Tuning the Electron Affinity and Stacking Properties of Corannulene by Introduction of Fluorinated Thioethers.

Trifluoromethylthio-substituted corannulene can be easily synthesized in good yield by the reaction of iodocorannulene with CuSCF3 . Oxidation with meta-chloroperbenzoic acid (mCPBA) yields the corresponding sulfonyl compound which exhibits the largest anodic shift of the redox potential caused by a single substituent. Similarly, four SCF3 , SC6 F5 and SeC6 F5 substituents are introduced in the 1,2,5,6-positions of corannulene starting with 1,2,5,6-tetraiodo- or 1,2,5,6-tetrabromocorannulene, respectively.
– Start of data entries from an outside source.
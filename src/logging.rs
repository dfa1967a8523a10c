// ABOUTME: Logging initialization for binaries and tests embedding the capture pipeline
// ABOUTME: Structured tracing output with env-filter control
//
// Licensed under either of Apache License, Version 2.0 or MIT License at your option.
// Copyright ©2025 Async-IO.org

//! Opt-in tracing subscriber setup
//!
//! The library itself only emits `tracing` events; initializing a subscriber
//! belongs to whoever embeds it. These helpers exist so hosts and tests can
//! opt into the standard setup with one call.

use anyhow::{anyhow, Result};
use tracing_subscriber::{fmt, layer::SubscriberExt, util::SubscriberInitExt, EnvFilter};

/// Initialize logging at `info` unless `RUST_LOG` says otherwise
///
/// # Errors
///
/// Returns an error when a global subscriber is already installed.
pub fn init() -> Result<()> {
    init_with_level("info")
}

/// Initialize logging with an explicit default level
///
/// `RUST_LOG` still wins when set.
///
/// # Errors
///
/// Returns an error when a global subscriber is already installed.
pub fn init_with_level(default_level: &str) -> Result<()> {
    let filter =
        EnvFilter::try_from_default_env().unwrap_or_else(|_| EnvFilter::new(default_level));

    tracing_subscriber::registry()
        .with(filter)
        .with(fmt::layer().compact())
        .try_init()
        .map_err(|e| anyhow!("failed to initialize logging: {e}"))
}
// ABOUTME: Frame-to-JPEG encoding for camera captures
// ABOUTME: Freezes the current video frame to an immutable CapturedImage off the event loop
//
// SPDX-License-Identifier: MIT OR Apache-2.0
// Copyright (c) 2025 Pierre Fitness Intelligence

//! Still-image encoding from live camera frames

use crate::camera::{CameraStream, RawFrame};
use crate::errors::CaptureError;
use crate::models::CapturedImage;
use image::RgbImage;
use std::io::Cursor;
use tracing::debug;

/// Freeze the stream's current frame to a JPEG still
///
/// # Errors
///
/// `NoFrameAvailable` when the stream has not produced a frame yet;
/// `EncodingFailed` when JPEG encoding goes wrong.
pub async fn capture_frame(
    stream: &mut dyn CameraStream,
    jpeg_quality: u8,
) -> Result<CapturedImage, CaptureError> {
    let frame = stream.current_frame()?;
    encode_frame(frame, jpeg_quality).await
}

/// Encode an already-grabbed frame to a JPEG still
///
/// Encoding is CPU-bound, so it runs on a blocking task rather than the
/// event loop.
///
/// # Errors
///
/// `EncodingFailed` when the encoder rejects the frame or the blocking task
/// is cancelled.
pub async fn encode_frame(frame: RawFrame, jpeg_quality: u8) -> Result<CapturedImage, CaptureError> {
    let (width, height) = frame.dimensions();

    let bytes = tokio::task::spawn_blocking(move || encode_jpeg(&frame.image, jpeg_quality))
        .await
        .map_err(|e| CaptureError::EncodingFailed(format!("encoding task failed: {e}")))??;

    debug!(width, height, bytes = bytes.len(), "Frame encoded to JPEG");
    Ok(CapturedImage::from_camera(bytes, width, height))
}

fn encode_jpeg(image: &RgbImage, quality: u8) -> Result<Vec<u8>, CaptureError> {
    let mut buffer = Vec::new();
    let mut cursor = Cursor::new(&mut buffer);
    let mut encoder = image::codecs::jpeg::JpegEncoder::new_with_quality(&mut cursor, quality);

    encoder
        .encode(
            image.as_raw(),
            image.width(),
            image.height(),
            image::ExtendedColorType::Rgb8,
        )
        .map_err(|e| CaptureError::EncodingFailed(e.to_string()))?;

    Ok(buffer)
}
The reactions are performed in polar aprotic solvents and are believed to follow SN Ar-type substitution mechanisms. Crystal and molecular structures of selected compounds were elucidated by X-ray crystallography. Trifluoromethanesulfonyl corannulene and the fourfold-substituted trifluoromethylthioether exhibit a perfect columnar stacking of the bowls. The substituted corannulenes were investigated electrochemically by cyclic voltammetry giving raise to large anodic shifts owing to substitution with electron-withdrawing groups.